She divides her time between her historical farm in Nelson County and Los Angeles, where she lives with her husband, film and television producer Jerry Bruckheimer. His latest movie, “12 Strong,” opens nationwide Friday and includes Lexington native Michael Shannon in its cast.

In 1998, the Bruckheimers bought several turn-of-the-century buildings in downtown Bloomfield, in Nelson County. The buildings once housed a pool hall, a movie theater, a furniture store and the Bloomfield Free Public Library. The restored structures became The Old Sugar Valley Country Store and Nettie Jarvis Antiques.

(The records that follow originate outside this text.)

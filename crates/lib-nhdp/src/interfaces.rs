use std::collections::BTreeMap;

use wisp_core::acl::AddrAcl;
use wisp_core::addr::{AddrFamily, NetAddr};
use wisp_core::arena::{Arena, Id};
use wisp_core::timer::TimerWheel;
use wisp_rfc5444::iana;

use crate::db::{LaddrId, LinkId};
use crate::error::NhdpError;
use crate::NhdpTimers;

pub type IfaceId = Id<NhdpInterface>;
pub type IfaceAddrId = Id<IfaceAddr>;

/// Which address families an interface participates in.
#[derive(Debug, Clone, Copy, PartialEq, Eq)]
pub enum IfaceMode {
    Ipv4,
    Ipv6,
    Dual,
}

impl IfaceMode {
    pub fn accepts(&self, family: AddrFamily) -> bool {
        match self {
            IfaceMode::Ipv4 => family == AddrFamily::Ipv4,
            IfaceMode::Ipv6 => family == AddrFamily::Ipv6,
            IfaceMode::Dual => matches!(family, AddrFamily::Ipv4 | AddrFamily::Ipv6),
        }
    }
}

/// Protocol timing of one interface, RFC 6130 section 5.3.2/5.4.1.
#[derive(Debug, Clone)]
pub struct IfaceTiming {
    pub refresh_interval: u64,
    pub h_hold: u64,
    pub l_hold: u64,
    pub n_hold: u64,
    pub i_hold: u64,
}

impl Default for IfaceTiming {
    fn default() -> Self {
        // 2s refresh, 6s holds
        IfaceTiming {
            refresh_interval: 2_000,
            h_hold: 6_000,
            l_hold: 6_000,
            n_hold: 6_000,
            i_hold: 6_000,
        }
    }
}

/// One local address of an NHDP interface. A removed address lingers
/// with `removed = true` until I_HOLD passes so peers see it dropping
/// out of our HELLOs before it disappears.
#[derive(Debug)]
pub struct IfaceAddr {
    pub addr: NetAddr,
    pub iface: IfaceId,
    pub removed: bool,
}

/// A mesh-participating local interface.
#[derive(Debug)]
pub struct NhdpInterface {
    pub name: String,
    pub if_index: u32,
    pub mode: IfaceMode,
    pub timing: IfaceTiming,

    /// Filter over HELLO source addresses.
    pub ifaddr_filter: AddrAcl,

    pub use_ipv4_for_flooding: bool,
    pub use_ipv6_for_flooding: bool,

    pub willingness: u8,

    /// Hold times shortcut used all over the HELLO processing.
    pub n_hold: u64,

    pub addresses: BTreeMap<NetAddr, IfaceAddrId>,
    pub links: Vec<LinkId>,
    pub link_addrs: BTreeMap<NetAddr, LaddrId>,
    pub link_originators: BTreeMap<NetAddr, LinkId>,
}

/// All NHDP interfaces plus the global view over their addresses.
#[derive(Default)]
pub struct InterfaceRegistry {
    ifaces: Arena<NhdpInterface>,
    by_name: BTreeMap<String, IfaceId>,
    by_index: BTreeMap<u32, IfaceId>,
    pub ifaddrs: Arena<IfaceAddr>,
    ifaddr_index: BTreeMap<NetAddr, IfaceAddrId>,
}

impl InterfaceRegistry {
    pub fn new() -> InterfaceRegistry {
        InterfaceRegistry::default()
    }

    pub fn add(
        &mut self,
        name: &str,
        if_index: u32,
        mode: IfaceMode,
        timing: IfaceTiming,
        ifaddr_filter: AddrAcl,
    ) -> Result<IfaceId, NhdpError> {
        if self.by_name.contains_key(name) {
            return Err(NhdpError::InterfaceExists(name.to_string()));
        }
        let n_hold = timing.n_hold;
        let id = self.ifaces.insert(NhdpInterface {
            name: name.to_string(),
            if_index,
            mode,
            timing,
            ifaddr_filter,
            use_ipv4_for_flooding: mode != IfaceMode::Ipv6,
            use_ipv6_for_flooding: mode != IfaceMode::Ipv4,
            willingness: iana::WILLINGNESS_DEFAULT,
            n_hold,
            addresses: BTreeMap::new(),
            links: Vec::new(),
            link_addrs: BTreeMap::new(),
            link_originators: BTreeMap::new(),
        });
        self.by_name.insert(name.to_string(), id);
        self.by_index.insert(if_index, id);
        Ok(id)
    }

    pub fn get(&self, id: IfaceId) -> Option<&NhdpInterface> {
        self.ifaces.get(id)
    }

    pub fn get_mut(&mut self, id: IfaceId) -> Option<&mut NhdpInterface> {
        self.ifaces.get_mut(id)
    }

    pub fn index(&self, id: IfaceId) -> &NhdpInterface {
        self.ifaces.index(id)
    }

    pub fn by_name(&self, name: &str) -> Option<IfaceId> {
        self.by_name.get(name).copied()
    }

    pub fn by_os_index(&self, if_index: u32) -> Option<IfaceId> {
        self.by_index.get(&if_index).copied()
    }

    pub fn iter(&self) -> impl Iterator<Item = (IfaceId, &NhdpInterface)> {
        self.ifaces.iter()
    }

    pub fn ids(&self) -> Vec<IfaceId> {
        self.ifaces.ids()
    }

    /* ---------------- interface addresses ---------------- */

    /// Add (or revive) a local address on an interface.
    pub fn addr_add(
        &mut self,
        wheel: &mut TimerWheel,
        timers: &NhdpTimers,
        iface: IfaceId,
        addr: NetAddr,
    ) -> IfaceAddrId {
        if let Some(&existing) = self.ifaces.index(iface).addresses.get(&addr) {
            self.ifaddrs.index_mut(existing).removed = false;
            wheel.stop(timers.iface_addr_remove, existing.to_token());
            return existing;
        }
        let id = self.ifaddrs.insert(IfaceAddr {
            addr,
            iface,
            removed: false,
        });
        self.ifaces.index_mut(iface).addresses.insert(addr, id);
        self.ifaddr_index.insert(addr, id);
        id
    }

    /// Mark an address removed; it stays visible (tagged removed) for
    /// I_HOLD and is purged when the timer fires.
    pub fn addr_mark_removed(
        &mut self,
        wheel: &mut TimerWheel,
        timers: &NhdpTimers,
        now: u64,
        id: IfaceAddrId,
    ) {
        let ifaddr = self.ifaddrs.index_mut(id);
        ifaddr.removed = true;
        let iface = ifaddr.iface;
        let i_hold = self.ifaces.index(iface).timing.i_hold;
        wheel.set(now, timers.iface_addr_remove, id.to_token(), i_hold);
    }

    pub fn addr_purge(&mut self, id: IfaceAddrId) {
        let Some(ifaddr) = self.ifaddrs.remove(id) else {
            return;
        };
        if let Some(iface) = self.ifaces.get_mut(ifaddr.iface) {
            iface.addresses.remove(&ifaddr.addr);
        }
        self.ifaddr_index.remove(&ifaddr.addr);
    }

    /// Is this one of the given interface's own addresses?
    pub fn addr_on_iface(&self, iface: IfaceId, addr: &NetAddr) -> bool {
        self.ifaces
            .index(iface)
            .addresses
            .get(addr)
            .map(|id| !self.ifaddrs.index(*id).removed)
            .unwrap_or(false)
    }

    /// Is this an address of any NHDP interface?
    pub fn addr_global(&self, addr: &NetAddr) -> Option<IfaceAddrId> {
        self.ifaddr_index.get(addr).copied()
    }

    /* ---------------- link indices ---------------- */

    pub fn attach_link(&mut self, iface: IfaceId, link: LinkId) {
        self.ifaces.index_mut(iface).links.push(link);
    }

    pub fn detach_link(&mut self, iface: IfaceId, link: LinkId, originator: &NetAddr) {
        if let Some(iface) = self.ifaces.get_mut(iface) {
            iface.links.retain(|l| *l != link);
            if !originator.is_unspec() {
                if iface.link_originators.get(originator) == Some(&link) {
                    iface.link_originators.remove(originator);
                }
            }
        }
    }

    pub fn attach_laddr(&mut self, iface: IfaceId, addr: NetAddr, laddr: LaddrId) {
        self.ifaces.index_mut(iface).link_addrs.insert(addr, laddr);
    }

    pub fn detach_laddr(&mut self, iface: IfaceId, addr: &NetAddr) {
        if let Some(iface) = self.ifaces.get_mut(iface) {
            iface.link_addrs.remove(addr);
        }
    }

    pub fn laddr_lookup(&self, iface: IfaceId, addr: &NetAddr) -> Option<LaddrId> {
        self.ifaces.index(iface).link_addrs.get(addr).copied()
    }

    pub fn set_link_originator(
        &mut self,
        iface: IfaceId,
        old: &NetAddr,
        new: &NetAddr,
        link: LinkId,
    ) {
        if let Some(iface) = self.ifaces.get_mut(iface) {
            if !old.is_unspec() && iface.link_originators.get(old) == Some(&link) {
                iface.link_originators.remove(old);
            }
            if !new.is_unspec() {
                iface.link_originators.insert(*new, link);
            }
        }
    }

    pub fn remove_link_originator(&mut self, iface: IfaceId, originator: &NetAddr) {
        if let Some(iface) = self.ifaces.get_mut(iface) {
            if !originator.is_unspec() {
                iface.link_originators.remove(originator);
            }
        }
    }

    pub fn link_by_originator(&self, iface: IfaceId, originator: &NetAddr) -> Option<LinkId> {
        self.ifaces
            .index(iface)
            .link_originators
            .get(originator)
            .copied()
    }
}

In 2017, Linda Bruckheimer received the Ida Lee Willis Memorial Award from the Kentucky Heritage Council for her preservation work in the Commonwealth.

Her passion for photography grew out of a desire to capture images of people, places and scenes “that are so important for me and that are changing so quickly, almost everywhere. It’s become almost a documentary of the past, and little glimpses of the future.”

From year to year, she revisits a place she’d seen a year or two earlier, “and you already see signs of 2018 creeping in,” she said.

“I don’t know where you have to go to be more than one mile away from a McDonald’s. And it’s not McDonald’s. I have nothing against McDonald’s. But when you think you are out in the wild blue yonder, you look and here’s a sign for a familiar franchise. You just realize you can’t get too far away, ever.”

Beverly Fortune: beverlyfortune123@gmail.com

If you go

“Greetings from Roadside America: From Harlem to Hollywood”

What: Photographs by Linda Bruckheimer, who will be at a reception accompanying the exhibit.

Where: Carnegie Center for Literacy & Learning, 251 W. Second St.

When: Through March 9. Gallery Hop reception with Bruckheimer 5 to 8 p.m. Friday.